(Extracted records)
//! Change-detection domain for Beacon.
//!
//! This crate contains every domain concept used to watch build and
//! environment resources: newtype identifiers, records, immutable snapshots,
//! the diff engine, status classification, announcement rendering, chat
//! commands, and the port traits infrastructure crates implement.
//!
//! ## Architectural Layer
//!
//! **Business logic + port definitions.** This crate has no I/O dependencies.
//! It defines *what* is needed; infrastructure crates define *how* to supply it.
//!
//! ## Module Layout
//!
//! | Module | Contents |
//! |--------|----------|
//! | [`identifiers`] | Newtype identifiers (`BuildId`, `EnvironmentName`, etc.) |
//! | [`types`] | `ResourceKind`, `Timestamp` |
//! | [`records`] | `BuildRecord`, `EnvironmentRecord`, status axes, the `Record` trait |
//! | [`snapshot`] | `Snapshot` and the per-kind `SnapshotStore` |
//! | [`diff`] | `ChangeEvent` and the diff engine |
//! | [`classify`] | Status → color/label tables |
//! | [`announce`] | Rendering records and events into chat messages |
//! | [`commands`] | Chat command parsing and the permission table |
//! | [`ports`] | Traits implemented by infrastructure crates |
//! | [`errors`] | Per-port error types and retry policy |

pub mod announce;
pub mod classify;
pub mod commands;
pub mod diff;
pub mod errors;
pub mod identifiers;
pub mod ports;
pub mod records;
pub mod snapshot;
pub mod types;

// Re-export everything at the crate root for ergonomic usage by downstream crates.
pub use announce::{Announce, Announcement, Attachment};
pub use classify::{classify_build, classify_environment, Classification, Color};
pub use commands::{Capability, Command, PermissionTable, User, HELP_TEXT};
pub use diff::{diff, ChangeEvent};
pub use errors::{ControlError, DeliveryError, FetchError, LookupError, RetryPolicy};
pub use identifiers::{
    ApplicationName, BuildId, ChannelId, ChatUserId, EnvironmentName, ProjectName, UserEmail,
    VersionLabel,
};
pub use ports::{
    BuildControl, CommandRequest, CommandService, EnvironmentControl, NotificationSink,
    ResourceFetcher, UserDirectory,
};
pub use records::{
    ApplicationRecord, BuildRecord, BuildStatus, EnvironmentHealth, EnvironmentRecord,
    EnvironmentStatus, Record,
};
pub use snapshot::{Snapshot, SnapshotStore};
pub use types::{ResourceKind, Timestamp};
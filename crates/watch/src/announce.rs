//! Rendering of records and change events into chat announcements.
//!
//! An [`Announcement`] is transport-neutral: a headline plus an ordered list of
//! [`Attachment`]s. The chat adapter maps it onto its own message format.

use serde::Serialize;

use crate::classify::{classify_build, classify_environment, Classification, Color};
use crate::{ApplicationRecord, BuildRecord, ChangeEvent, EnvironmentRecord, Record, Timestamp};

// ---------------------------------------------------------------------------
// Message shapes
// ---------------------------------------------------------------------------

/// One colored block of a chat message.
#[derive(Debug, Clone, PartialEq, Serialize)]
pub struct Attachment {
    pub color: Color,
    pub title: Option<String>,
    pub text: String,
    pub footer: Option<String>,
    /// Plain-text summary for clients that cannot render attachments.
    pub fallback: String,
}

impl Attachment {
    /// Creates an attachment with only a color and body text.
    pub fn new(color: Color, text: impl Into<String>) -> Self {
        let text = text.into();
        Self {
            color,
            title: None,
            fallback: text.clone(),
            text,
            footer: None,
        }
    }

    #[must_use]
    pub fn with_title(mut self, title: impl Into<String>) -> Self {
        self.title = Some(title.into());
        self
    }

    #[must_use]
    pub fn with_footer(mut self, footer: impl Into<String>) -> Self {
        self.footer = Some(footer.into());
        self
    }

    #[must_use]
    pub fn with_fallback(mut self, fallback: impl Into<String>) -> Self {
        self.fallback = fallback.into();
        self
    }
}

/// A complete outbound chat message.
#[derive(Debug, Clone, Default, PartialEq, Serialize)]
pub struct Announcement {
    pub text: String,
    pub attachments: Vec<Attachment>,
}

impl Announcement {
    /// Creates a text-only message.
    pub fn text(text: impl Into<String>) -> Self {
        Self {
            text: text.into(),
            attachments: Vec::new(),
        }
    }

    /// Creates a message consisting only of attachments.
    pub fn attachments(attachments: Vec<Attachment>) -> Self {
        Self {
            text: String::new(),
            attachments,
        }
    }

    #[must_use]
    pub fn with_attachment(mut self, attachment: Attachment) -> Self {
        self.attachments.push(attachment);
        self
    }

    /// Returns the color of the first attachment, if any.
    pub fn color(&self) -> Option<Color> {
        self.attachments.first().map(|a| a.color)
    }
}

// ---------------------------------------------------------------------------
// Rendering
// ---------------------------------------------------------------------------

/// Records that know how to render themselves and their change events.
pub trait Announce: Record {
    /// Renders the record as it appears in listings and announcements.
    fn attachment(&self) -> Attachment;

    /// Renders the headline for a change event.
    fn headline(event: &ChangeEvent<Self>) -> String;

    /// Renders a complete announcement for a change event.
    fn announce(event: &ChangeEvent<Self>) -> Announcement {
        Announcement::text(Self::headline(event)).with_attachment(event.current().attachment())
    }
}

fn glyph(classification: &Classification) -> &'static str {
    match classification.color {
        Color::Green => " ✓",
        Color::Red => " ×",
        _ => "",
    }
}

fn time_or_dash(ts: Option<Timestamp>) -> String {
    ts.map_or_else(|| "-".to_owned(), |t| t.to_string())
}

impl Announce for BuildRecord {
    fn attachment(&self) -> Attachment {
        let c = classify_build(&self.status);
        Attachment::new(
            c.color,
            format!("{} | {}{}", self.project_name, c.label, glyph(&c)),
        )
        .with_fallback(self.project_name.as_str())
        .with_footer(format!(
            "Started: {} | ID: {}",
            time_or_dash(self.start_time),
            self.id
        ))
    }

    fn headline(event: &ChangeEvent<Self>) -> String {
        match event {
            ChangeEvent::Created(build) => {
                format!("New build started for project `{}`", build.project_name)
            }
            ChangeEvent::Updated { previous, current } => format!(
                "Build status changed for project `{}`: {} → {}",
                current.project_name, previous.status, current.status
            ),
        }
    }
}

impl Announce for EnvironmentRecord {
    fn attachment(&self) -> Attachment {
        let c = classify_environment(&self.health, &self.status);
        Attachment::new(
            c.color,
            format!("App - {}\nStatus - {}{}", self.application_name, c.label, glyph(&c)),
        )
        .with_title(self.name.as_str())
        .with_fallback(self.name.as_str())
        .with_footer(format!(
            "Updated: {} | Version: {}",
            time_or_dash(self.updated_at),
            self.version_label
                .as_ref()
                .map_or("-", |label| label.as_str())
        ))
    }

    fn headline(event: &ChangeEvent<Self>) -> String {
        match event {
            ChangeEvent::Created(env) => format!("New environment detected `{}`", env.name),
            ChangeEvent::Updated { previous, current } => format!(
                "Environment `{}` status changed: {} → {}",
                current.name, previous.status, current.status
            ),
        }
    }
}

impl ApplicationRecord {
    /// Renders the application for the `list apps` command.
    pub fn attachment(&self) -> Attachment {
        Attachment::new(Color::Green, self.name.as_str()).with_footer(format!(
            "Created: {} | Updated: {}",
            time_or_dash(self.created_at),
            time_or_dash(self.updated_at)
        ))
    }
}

* _Requirement_
All the entries above must be repeated exactly as they were given.

* _Result below_
//! Change-detection domain for Beacon.
//!
//! This crate contains every domain concept used to watch build and
//! environment resources: newtype identifiers, records, immutable snapshots,
//! the diff engine, status classification, announcement rendering, chat
//! commands, and the port traits infrastructure crates implement.
//!
//! ## Architectural Layer
//!
//! **Business logic + port definitions.** This crate has no I/O dependencies.
//! It defines *what* is needed; infrastructure crates define *how* to supply it.
//!
//! ## Module Layout
//!
//! | Module | Contents |
//! |--------|----------|
//! | [`identifiers`] | Newtype identifiers (`BuildId`, `EnvironmentName`, etc.) |
//! | [`types`] | `ResourceKind`, `Timestamp` |
//! | [`records`] | `BuildRecord`, `EnvironmentRecord`, status axes, the `Record` trait |
//! | [`snapshot`] | `Snapshot` and the per-kind `SnapshotStore` |
//! | [`diff`] | `ChangeEvent` and the diff engine |
//! | [`classify`] | Status → color/label tables |
//! | [`announce`] | Rendering records and events into chat messages |
//! | [`commands`] | Chat command parsing and the permission table |
//! | [`ports`] | Traits implemented by infrastructure crates |
//! | [`errors`] | Per-port error types and retry policy |

pub mod announce;
pub mod classify;
pub mod commands;
pub mod diff;
pub mod errors;
pub mod identifiers;
pub mod ports;
pub mod records;
pub mod snapshot;
pub mod types;

// Re-export everything at the crate root for ergonomic usage by downstream crates.
pub use announce::{Announce, Announcement, Attachment};
pub use classify::{classify_build, classify_environment, Classification, Color};
pub use commands::{Capability, Command, PermissionTable, User, HELP_TEXT};
pub use diff::{diff, ChangeEvent};
pub use errors::{ControlError, DeliveryError, FetchError, LookupError, RetryPolicy};
pub use identifiers::{
    ApplicationName, BuildId, ChannelId, ChatUserId, EnvironmentName, ProjectName, UserEmail,
    VersionLabel,
};
pub use ports::{
    BuildControl, CommandRequest, CommandService, EnvironmentControl, NotificationSink,
    ResourceFetcher, UserDirectory,
};
pub use records::{
    ApplicationRecord, BuildRecord, BuildStatus, EnvironmentHealth, EnvironmentRecord,
    EnvironmentStatus, Record,
};
pub use snapshot::{Snapshot, SnapshotStore};
pub use types::{ResourceKind, Timestamp};
filename crates/watch/src/announce.rs
//! Rendering of records and change events into chat announcements.
//!
//! An [`Announcement`] is transport-neutral: a headline plus an ordered list of
//! [`Attachment`]s. The chat adapter maps it onto its own message format.

use serde::Serialize;

use crate::classify::{classify_build, classify_environment, Classification, Color};
use crate::{ApplicationRecord, BuildRecord, ChangeEvent, EnvironmentRecord, Record, Timestamp};

// ---------------------------------------------------------------------------
// Message shapes
// ---------------------------------------------------------------------------

/// One colored block of a chat message.
#[derive(Debug, Clone, PartialEq, Serialize)]
pub struct Attachment {
    pub color: Color,
    pub title: Option<String>,
    pub text: String,
    pub footer: Option<String>,
    /// Plain-text summary for clients that cannot render attachments.
    pub fallback: String,
}

impl Attachment {
    /// Creates an attachment with only a color and body text.
    pub fn new(color: Color, text: impl Into<String>) -> Self {
        let text = text.into();
        Self {
            color,
            title: None,
            fallback: text.clone(),
            text,
            footer: None,
        }
    }

    #[must_use]
    pub fn with_title(mut self, title: impl Into<String>) -> Self {
        self.title = Some(title.into());
        self
    }

    #[must_use]
    pub fn with_footer(mut self, footer: impl Into<String>) -> Self {
        self.footer = Some(footer.into());
        self
    }

    #[must_use]
    pub fn with_fallback(mut self, fallback: impl Into<String>) -> Self {
        self.fallback = fallback.into();
        self
    }
}

/// A complete outbound chat message.
#[derive(Debug, Clone, Default, PartialEq, Serialize)]
pub struct Announcement {
    pub text: String,
    pub attachments: Vec<Attachment>,
}

impl Announcement {
    /// Creates a text-only message.
    pub fn text(text: impl Into<String>) -> Self {
        Self {
            text: text.into(),
            attachments: Vec::new(),
        }
    }

    /// Creates a message consisting only of attachments.
    pub fn attachments(attachments: Vec<Attachment>) -> Self {
        Self {
            text: String::new(),
            attachments,
        }
    }

    #[must_use]
    pub fn with_attachment(mut self, attachment: Attachment) -> Self {
        self.attachments.push(attachment);
        self
    }

    /// Returns the color of the first attachment, if any.
    pub fn color(&self) -> Option<Color> {
        self.attachments.first().map(|a| a.color)
    }
}

// ---------------------------------------------------------------------------
// Rendering
// ---------------------------------------------------------------------------

/// Records that know how to render themselves and their change events.
pub trait Announce: Record {
    /// Renders the record as it appears in listings and announcements.
    fn attachment(&self) -> Attachment;

    /// Renders the headline for a change event.
    fn headline(event: &ChangeEvent<Self>) -> String;

    /// Renders a complete announcement for a change event.
    fn announce(event: &ChangeEvent<Self>) -> Announcement {
        Announcement::text(Self::headline(event)).with_attachment(event.current().attachment())
    }
}

fn glyph(classification: &Classification) -> &'static str {
    match classification.color {
        Color::Green => " ✓",
        Color::Red => " ×",
        _ => "",
    }
}

fn time_or_dash(ts: Option<Timestamp>) -> String {
    ts.map_or_else(|| "-".to_owned(), |t| t.to_string())
}

impl Announce for BuildRecord {
    fn attachment(&self) -> Attachment {
        let c = classify_build(&self.status);
        Attachment::new(
            c.color,
            format!("{} | {}{}", self.project_name, c.label, glyph(&c)),
        )
        .with_fallback(self.project_name.as_str())
        .with_footer(format!(
            "Started: {} | ID: {}",
            time_or_dash(self.start_time),
            self.id
        ))
    }

    fn headline(event: &ChangeEvent<Self>) -> String {
        match event {
            ChangeEvent::Created(build) => {
                format!("New build started for project `{}`", build.project_name)
            }
            ChangeEvent::Updated { previous, current } => format!(
                "Build status changed for project `{}`: {} → {}",
                current.project_name, previous.status, current.status
            ),
        }
    }
}

impl Announce for EnvironmentRecord {
    fn attachment(&self) -> Attachment {
        let c = classify_environment(&self.health, &self.status);
        Attachment::new(
            c.color,
            format!("App - {}\nStatus - {}{}", self.application_name, c.label, glyph(&c)),
        )
        .with_title(self.name.as_str())
        .with_fallback(self.name.as_str())
        .with_footer(format!(
            "Updated: {} | Version: {}",
            time_or_dash(self.updated_at),
            self.version_label
                .as_ref()
                .map_or("-", |label| label.as_str())
        ))
    }

    fn headline(event: &ChangeEvent<Self>) -> String {
        match event {
            ChangeEvent::Created(env) => format!("New environment detected `{}`", env.name),
            ChangeEvent::Updated { previous, current } => format!(
                "Environment `{}` status changed: {} → {}",
                current.name, previous.status, current.status
            ),
        }
    }
}

impl ApplicationRecord {
    /// Renders the application for the `list apps` command.
    pub fn attachment(&self) -> Attachment {
        Attachment::new(Color::Green, self.name.as_str()).with_footer(format!(
            "Created: {} | Updated: {}",
            time_or_dash(self.created_at),
            time_or_dash(self.updated_at)
        ))
    }
}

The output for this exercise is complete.